I watched for a while as the jays kept at it, the hawk ignoring them and picking away it is victim. I could not see what unlucky bird it was, but statistically most likely a White-winged Dove, the most plentiful hawk prey around here.
So there you have it: I was minding my own business, doing a mundane chore, and all of a sudden I’m birding. I know what you’re thinking and you are right: we birders are all nuts. What we do borders on the sort of compulsive behavior that some would think needs treatment.
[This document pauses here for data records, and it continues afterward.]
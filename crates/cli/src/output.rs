// SPDX-License-Identifier: BUSL-1.1
// Copyright (c) 2026 Alfred Jean LLC

use std::io::{self, Write};

use clap::ValueEnum;
use cm_engine::{FileResult, FileState, MigrationPlan, RunReport};
use cm_verify::{KindOutcome, VerifyReport};
use serde::Serialize;

use crate::color;

#[cfg(test)]
#[path = "output_tests.rs"]
mod tests;

#[derive(Clone, Copy, Debug, Default, PartialEq, ValueEnum)]
pub enum OutputFormat {
    #[default]
    Text,
    Json,
}

/// Print `data` as pretty JSON, or run `text_fn` against stdout.
pub fn format_or_json<T: Serialize>(
    format: OutputFormat,
    data: &T,
    text_fn: impl FnOnce(&mut io::StdoutLock<'_>) -> io::Result<()>,
) -> anyhow::Result<()> {
    let stdout = io::stdout();
    let mut out = stdout.lock();
    match format {
        OutputFormat::Json => writeln!(out, "{}", serde_json::to_string_pretty(data)?)?,
        OutputFormat::Text => text_fn(&mut out)?,
    }
    Ok(())
}

fn versions(list: &[cm_core::Version]) -> String {
    list.iter().map(|v| v.to_string()).collect::<Vec<_>>().join(" -> ")
}

pub fn write_plan(plan: &MigrationPlan, out: &mut impl Write) -> io::Result<()> {
    writeln!(out, "Dry run, no changes made\n")?;
    if plan.is_noop() {
        writeln!(out, "All config files are at {}", plan.to_version)?;
    } else if let Some(from) = plan.from_version {
        writeln!(out, "{} {} -> {}", color::header("Upgrade:"), from, plan.to_version)?;
        for m in &plan.migrations {
            let flag = if m.breaking { " (breaking)" } else { "" };
            writeln!(out, "  {} {}{}", m.version, m.description, color::context(flag))?;
        }
    }

    if !plan.files.is_empty() {
        writeln!(out)?;
    }
    for file in &plan.files {
        let status = match &file.state {
            FileState::Current => color::context("current"),
            FileState::Invalid { error } => color::failure(&format!("invalid: {error}")),
            FileState::Unversioned { assumed } => {
                format!("unversioned, assumed {assumed}: {}", versions(&file.pending))
            }
            FileState::Behind { version } => format!("{version}: {}", versions(&file.pending)),
        };
        writeln!(out, "  {}  {}", file.file, status)?;
    }
    Ok(())
}

pub fn write_run_report(report: &RunReport, out: &mut impl Write) -> io::Result<()> {
    if report.resumed {
        writeln!(out, "Resumed an interrupted migration")?;
    }
    if let Some(path) = &report.backup_path {
        writeln!(out, "{} {}", color::header("Backup:"), path.display())?;
    }
    for file in &report.files {
        let line = match &file.result {
            FileResult::Unchanged => color::context("unchanged"),
            FileResult::Skipped => color::context("already migrated"),
            FileResult::Migrated { from, to, .. } => color::success(&format!("{from} -> {to}")),
            FileResult::Failed { error } => color::failure(&format!("failed: {error}")),
        };
        writeln!(out, "  {}  {}", file.file, line)?;
    }

    let migrated = report.migrated().count();
    let failed = report.failures().count();
    if report.files.is_empty() || (report.is_noop() && failed == 0) {
        writeln!(out, "Config files are at {}", report.to_version)?;
    } else {
        writeln!(out, "\n{migrated} file(s) migrated to {}, {failed} failed", report.to_version)?;
    }
    if failed > 0 && report.backup_path.is_some() {
        writeln!(out, "Failed files were left untouched; `cm restore-backup` returns every file to the backup")?;
    }
    Ok(())
}

pub fn write_verify_report(report: &VerifyReport, out: &mut impl Write) -> io::Result<()> {
    match &report.baseline {
        Some(origin) => writeln!(out, "{} {}", color::header("Baseline:"), origin)?,
        None => writeln!(out, "{} none (first introduction)", color::header("Baseline:"))?,
    }
    for kind in &report.kinds {
        let text = match &kind.outcome {
            KindOutcome::Unchanged => color::context("unchanged"),
            KindOutcome::Added => "added".to_string(),
            KindOutcome::Removed => color::failure("removed"),
            KindOutcome::Changed { changes, covered_by } => {
                let breaking = changes.iter().filter(|c| c.is_breaking()).count();
                if covered_by.is_empty() {
                    format!("changed, {breaking} breaking")
                } else {
                    format!("changed, {breaking} breaking, migrated by {}", versions(covered_by))
                }
            }
        };
        writeln!(out, "  {}  {}", kind.kind, text)?;
    }
    if report.is_pass() {
        writeln!(out, "{}", color::success("ok"))?;
    }
    for finding in &report.findings {
        writeln!(out, "{} {}", color::failure("error:"), finding)?;
    }
    Ok(())
}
Maybe so, but as maladies go this one is pretty enjoyable.
I had caught glimpse of this bird several times since I moved here and was stumped on the ID. That white rump patch is distinct and not present on any other North American bird of this general size and shape. Not to mention the bright red below. Finally got a photo and tracked it down. Red-vented Bulbul is an Asian transplant, introduced and established in a number of countries around the world. In the US its range is limited to Houston, TX with highest concentrations in the neighborhood where I live now.
Having done web searches on its description and coming up with nothing, I fed the image above into Google Lens and it popped out the correct answer without so much a moment’s hesitation. Another handy bird ID tool.
The neighbors keep bees and they sure love that basil. It’s a really large bush covered in blossoms now, and bees.
Lots of Incas around here.
Mannequin head scarecrow is now sporting a facer. Smart lad! I saw a Carolina Wren poking around at the rear opening to his hollow head.
At the very break of dawn they rouse us from our bed Their calls addressed to everyone awake, asleep or dead You know us in the daylight by our bright and piercing red In the dark you know us by the noise we make, instead
Dealing with thick stands of bamboo is a new birding experience for me. The property here is surrounded by them. Birds enjoy excellent protection within the maze of vertical shafts: no Sharpie is going to swoop in there, that’s for sure. No telephoto lens will penetrate either.
I hear cardinals all the time around here, but rarely see them. I was on the fourth floor, the roof of the stacks, when I caught this one, and still I’m aiming up its skirt as it sways on a bamboo pole some 20 feet above.
They visit the sunflowers here every morning.
They’re awfully spooky for an urban population. I finally had to stake out the bush from the rooftop.
Mercifully cool early in the morning on July 4th.
Ever seduced by the cult of surfaces. Morning light is when they rally to recruit new members. The gallery of nobs above is a detail of a sculpture whose final appearance is still under development by the steady hand of time and weather.